All’emporio Sociale Portobello Di Modena Parte Il Progetto “Un Villaggio Per Crescere” Contro La Povertà Educativa

Far crescere la consapevolezza nelle famiglie dell’importanza delle buone pratiche per influenzare positivamente lo sviluppo dei bambini, l’ambiente familiare di apprendimento e contribuire a prevenire diseguaglianze e povertà educativa e socio-economica. È questo il principale obiettivo di “Un Villaggio per Crescere” progetto proposto e coordinato a livello nazionale dal Centro per la Salute del Bambino e che rientra nel progetto “Crescere nel Villaggio” cofinanziato dall’Impresa Sociale Con i Bambini e The Human Safety Net – Programma Ora di Futuro. A Modena, il Villaggio è appena stato avviato presso l’emporio sociale Portobello grazie alla collaborazione dei partner locali Porta Aperta, Associazione Futuro e Associazione Culturale Pediatri Emilia. Il Villaggio di Modena entra a fare parte di una rete di circa 30 sedi in Italia e si distingue per essere l’unica sede che sperimenta la sinergia con un’attività di emporio solidale, costituendosi così come progetto pilota sotto questo aspetto.

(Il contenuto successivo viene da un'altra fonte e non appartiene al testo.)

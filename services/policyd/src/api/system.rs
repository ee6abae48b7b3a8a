//! Health endpoint for probes.
use crate::api::error::{ApiError, api_internal};
use crate::api::types::{ErrorResponse, HealthStatus};
use crate::app::AppState;
use axum::Json;
use axum::extract::State;

#[utoipa::path(
    get,
    path = "/v1/system/health",
    tag = "system",
    responses(
        (status = 200, description = "Policy service health", body = HealthStatus),
        (status = 500, description = "Permission store unhealthy", body = ErrorResponse)
    )
)]
/// Probe the permission store; decisions themselves never touch it.
pub(crate) async fn system_health(
    State(state): State<AppState>,
) -> Result<Json<HealthStatus>, ApiError> {
    let store = state.engine.store();
    if let Err(err) = store.health_check().await {
        return Err(api_internal("storage unavailable", &err));
    }
    Ok(Json(HealthStatus {
        status: "ok".to_string(),
        backend: store.backend_name().to_string(),
        durable_storage: state.durable_storage,
    }))
}
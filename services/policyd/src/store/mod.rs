//! Storage backends for the permission table.
//!
//! The in-memory backend lives in `gatehouse_authz::store::memory`; this
//! service adds the durable Postgres backend.
pub mod postgres;
#![cfg(feature = "pg-tests")]

use gatehouse_authz::{
    Action, AuthorizationEngine, EngineConfig, PermissionEntry, PermissionStore, RawGrants, Role,
};
use policyd::config::PostgresConfig;
use policyd::store::postgres::PostgresStore;
use serial_test::serial;
use std::collections::{BTreeSet, HashMap};
use std::sync::Arc;

async fn pg_store() -> Option<PostgresStore> {
    let url = match std::env::var("GATEHOUSE_TEST_PG_URL") {
        Ok(url) => url,
        Err(_) => {
            eprintln!("skipping pg-tests: set GATEHOUSE_TEST_PG_URL");
            return None;
        }
    };
    let pg = PostgresConfig {
        url,
        max_connections: 5,
        connect_timeout_ms: 5_000,
        acquire_timeout_ms: 5_000,
    };
    let store = match PostgresStore::connect(&pg).await {
        Ok(store) => store,
        Err(err) => {
            eprintln!("skipping pg-tests: connect postgres store failed: {err}");
            return None;
        }
    };
    let pool = sqlx::PgPool::connect(&pg.url).await.expect("pool");
    sqlx::query("TRUNCATE role_permissions")
        .execute(&pool)
        .await
        .expect("truncate");
    Some(store)
}

fn grants(module: &str, actions: &[Action]) -> gatehouse_authz::Grants {
    [(module.to_string(), actions.iter().copied().collect())]
        .into_iter()
        .collect()
}

#[tokio::test]
#[serial]
async fn pg_insert_never_overwrites() {
    let Some(store) = pg_store().await else {
        return;
    };
    let first = PermissionEntry::new("viewer", grants("invoices", &[Action::Read]));
    let second = PermissionEntry::new("viewer", grants("archive", &[Action::Read]));
    assert!(store.insert(first.clone()).await.expect("insert"));
    assert!(!store.insert(second).await.expect("insert again"));
    let found = store
        .find_one(&Role::new("viewer"))
        .await
        .expect("find")
        .expect("entry");
    assert_eq!(found, first);
}

#[tokio::test]
#[serial]
async fn pg_replace_creates_and_overwrites() {
    let Some(store) = pg_store().await else {
        return;
    };
    let role = Role::new("auditor");
    let created = store
        .find_one_and_replace(
            &role,
            PermissionEntry::new(role.clone(), grants("archive", &[Action::Read])),
        )
        .await
        .expect("create");
    assert_eq!(created.grants["archive"], BTreeSet::from([Action::Read]));

    let replaced = store
        .find_one_and_replace(
            &role,
            PermissionEntry::new(role.clone(), grants("documents", &[Action::Read])),
        )
        .await
        .expect("replace");
    assert!(replaced.grants.get("archive").is_none());
    assert_eq!(store.find_all().await.expect("all").len(), 1);
    store.health_check().await.expect("health");
}

#[tokio::test]
#[serial]
async fn pg_engine_round_trip_survives_restart() {
    let Some(store) = pg_store().await else {
        return;
    };
    let engine = AuthorizationEngine::new(Arc::new(store), EngineConfig::default());
    engine.start().await.expect("start");
    let raw: RawGrants = HashMap::from([(
        "shipments".to_string(),
        vec!["create".to_string(), "delete".to_string()],
    )]);
    engine
        .upsert(&Role::new("operator"), &raw)
        .await
        .expect("upsert");

    let url = std::env::var("GATEHOUSE_TEST_PG_URL").expect("url");
    let reopened = PostgresStore::connect(&PostgresConfig {
        url,
        max_connections: 2,
        connect_timeout_ms: 5_000,
        acquire_timeout_ms: 5_000,
    })
    .await
    .expect("reconnect");
    let restarted = AuthorizationEngine::new(Arc::new(reopened), EngineConfig::default());
    restarted.start().await.expect("restart");
    assert!(restarted.has_capability("operator", "shipments", Action::Create));
    assert!(!restarted.has_capability("operator", "requests", Action::Read));
    assert!(restarted.has_capability("viewer", "invoices", Action::Read));
}
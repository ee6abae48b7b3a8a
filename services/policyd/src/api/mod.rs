//! Policyd HTTP API module.
//!
//! Handlers resolve the calling actor's role from the `x-actor-role` header;
//! authentication happens upstream and is trusted here.
pub mod authorize;
pub mod error;
pub mod openapi;
pub mod permissions;
pub mod system;
pub mod types;

use crate::api::error::{ApiError, api_unauthorized};
use axum::http::HeaderMap;

pub const ACTOR_ROLE_HEADER: &str = "x-actor-role";

pub(crate) fn actor_role(headers: &HeaderMap) -> Result<&str, ApiError> {
    headers
        .get(ACTOR_ROLE_HEADER)
        .and_then(|value| value.to_str().ok())
        .map(str::trim)
        .filter(|role| !role.is_empty())
        .ok_or_else(|| api_unauthorized("missing actor role"))
}
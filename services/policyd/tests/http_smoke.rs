mod common;
mod http_helpers;

use axum::http::StatusCode;
use common::{read_json, test_app};
use http_helpers::get_request;
use tower::ServiceExt;

#[tokio::test]
async fn health_reports_backend() {
    let (app, _) = test_app().await;
    let response = app
        .oneshot(get_request("/v1/system/health", None))
        .await
        .expect("health");
    assert_eq!(response.status(), StatusCode::OK);
    let body = read_json(response).await;
    assert_eq!(body["status"], "ok");
    assert_eq!(body["backend"], "memory");
    assert_eq!(body["durable_storage"], false);
}

#[tokio::test]
async fn openapi_document_is_served() {
    let (app, _) = test_app().await;
    let response = app
        .oneshot(get_request("/v1/openapi.json", None))
        .await
        .expect("openapi");
    assert_eq!(response.status(), StatusCode::OK);
    let body = read_json(response).await;
    assert!(body["paths"]["/v1/authorize"].is_object());
}
//! Decision endpoint for services that delegate authorization to policyd.
use crate::api::error::{ApiError, api_validation_error};
use crate::api::types::{AuthorizeRequest, AuthorizeResponse, ErrorResponse};
use crate::app::AppState;
use axum::Json;
use axum::extract::State;

#[utoipa::path(
    post,
    path = "/v1/authorize",
    tag = "authorize",
    request_body = AuthorizeRequest,
    responses(
        (status = 200, description = "Authorization decision", body = AuthorizeResponse),
        (status = 400, description = "Neither operation nor requirements given", body = ErrorResponse)
    )
)]
pub(crate) async fn authorize(
    State(state): State<AppState>,
    Json(request): Json<AuthorizeRequest>,
) -> Result<Json<AuthorizeResponse>, ApiError> {
    let requirements = match (request.operation, request.requirements) {
        (Some(operation), _) => state.engine.registry().requirements(&operation),
        (None, Some(requirements)) => requirements,
        (None, None) => {
            return Err(api_validation_error(
                "either operation or requirements is required",
            ));
        }
    };
    let decision = state.engine.evaluate(&request.role, &requirements);
    Ok(Json(AuthorizeResponse {
        allowed: decision.is_allowed(),
        decision: decision.as_str().to_string(),
    }))
}
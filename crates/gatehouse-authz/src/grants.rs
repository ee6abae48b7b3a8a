//! Grant sets and taxonomy filtering.
//!
//! Incoming grants arrive as free-form strings. [`clean_grants`] is the single
//! chokepoint that turns them into typed [`Grants`]. Every entry is validated
//! as a [`Capability`]; unknown modules and actions a module does not allow
//! are dropped, never stored.
use crate::Action;
use crate::capability::Capability;
use crate::taxonomy::find_module;
use std::collections::{BTreeMap, BTreeSet, HashMap};

/// Granted actions per module key. Ordered for stable output.
pub type Grants = BTreeMap<String, BTreeSet<Action>>;

/// Untrusted grants as supplied by an administrator.
pub type RawGrants = HashMap<String, Vec<String>>;

/// Project `raw` onto the capability taxonomy.
///
/// Modules left with no valid action are omitted; absence already means
/// "nothing granted".
pub fn clean_grants(raw: &RawGrants) -> Grants {
    let mut cleaned = Grants::new();
    for (key, actions) in raw {
        for action in actions {
            match Capability::from_parts(key, action) {
                Ok(capability) => {
                    cleaned
                        .entry(capability.module.key.to_string())
                        .or_default()
                        .insert(capability.action);
                }
                Err(err) => tracing::debug!(error = %err, "dropping grant"),
            }
        }
    }
    cleaned
}

/// Re-validate already typed grants, e.g. rows read back from a store that
/// predate a taxonomy change.
pub fn retain_valid(grants: Grants) -> Grants {
    grants
        .into_iter()
        .filter_map(|(key, actions)| {
            let module = find_module(&key)?;
            let actions: BTreeSet<Action> =
                actions.into_iter().filter(|a| module.allows(*a)).collect();
            (!actions.is_empty()).then_some((key, actions))
        })
        .collect()
}
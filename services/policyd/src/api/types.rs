//! Request and response payloads for the policyd HTTP API.
use gatehouse_authz::{CapabilityModule, Grants, OperationRequirements, RawGrants};
use serde::{Deserialize, Serialize};
use utoipa::ToSchema;

#[derive(Debug, Serialize, Deserialize, ToSchema, Clone)]
pub struct ErrorResponse {
    pub code: String,
    pub message: String,
}

#[derive(Debug, Serialize, Deserialize, ToSchema, Clone)]
pub struct HealthStatus {
    pub status: String,
    pub backend: String,
    pub durable_storage: bool,
}

#[derive(Debug, Serialize, Deserialize, ToSchema, Clone, PartialEq, Eq)]
pub struct ModuleView {
    pub key: String,
    pub display_name: String,
    pub allowed_actions: Vec<String>,
}

impl From<&CapabilityModule> for ModuleView {
    fn from(module: &CapabilityModule) -> Self {
        Self {
            key: module.key.to_string(),
            display_name: module.display_name.to_string(),
            allowed_actions: module
                .allowed_actions
                .iter()
                .map(|action| action.to_string())
                .collect(),
        }
    }
}

#[derive(Debug, Serialize, Deserialize, ToSchema, Clone)]
pub struct ModuleListResponse {
    pub items: Vec<ModuleView>,
}

#[derive(Debug, Serialize, Deserialize, ToSchema, Clone)]
pub struct RolePermissions {
    pub role: String,
    /// Module key → granted actions.
    #[schema(value_type = Object)]
    pub grants: Grants,
}

#[derive(Debug, Serialize, Deserialize, ToSchema, Clone)]
pub struct RolePermissionsListResponse {
    pub items: Vec<RolePermissions>,
}

/// Replacement grant set. Unknown modules and actions are dropped, not
/// rejected.
#[derive(Debug, Serialize, Deserialize, ToSchema, Clone)]
pub struct UpdateRolePermissionsRequest {
    #[schema(value_type = Object)]
    pub grants: RawGrants,
}

/// Decision request. Supply either a registered `operation` id or explicit
/// `requirements`; when both are present the operation wins.
#[derive(Debug, Serialize, Deserialize, ToSchema, Clone)]
pub struct AuthorizeRequest {
    pub role: String,
    #[serde(default)]
    pub operation: Option<String>,
    #[serde(default)]
    #[schema(value_type = Object)]
    pub requirements: Option<OperationRequirements>,
}

#[derive(Debug, Serialize, Deserialize, ToSchema, Clone)]
pub struct AuthorizeResponse {
    pub allowed: bool,
    pub decision: String,
}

«I destinatari del progetto sono i bambini da 0 a 6 anni e le loro famiglie, che si rivolgono a Portobello – spiega il coordinatore dell’emporio Paolo Negro – Famiglie fragili dal punto di vista economico. L’anno scorso hanno beneficiato dell’aiuto alimentare dell’Emporio oltre 700 famiglie, tante delle quali hanno bambini piccoli. Abbiamo fatto la scelta di affiancare all’aiuto alimentare, sempre grazie ai volontari, altre forme di aiuto, anche in ambito educativo. Due anni fa è nata la Libreria Solidale e da essa l’idea di stimolare un avvicinamento precoce alla lettura. In prospettiva, apriremo questa opportunità alle famiglie del quartiere in cui si trova l’Emporio. La fragilità economica della famiglia, requisito per accedere all’Emporio, è senza dubbio uno dei fattori che possono condizionare negativamente lo sviluppo evolutivo e le potenzialità dei bambini, ma è la qualità dell’ambiente educativo familiare l’aspetto fondamentale. E non è certo solo la condizione economica a determinarlo. Con il Villaggio vogliamo essere di sostegno alle famiglie anche su questo fronte: non solo cibo per il corpo ma anche per la mente».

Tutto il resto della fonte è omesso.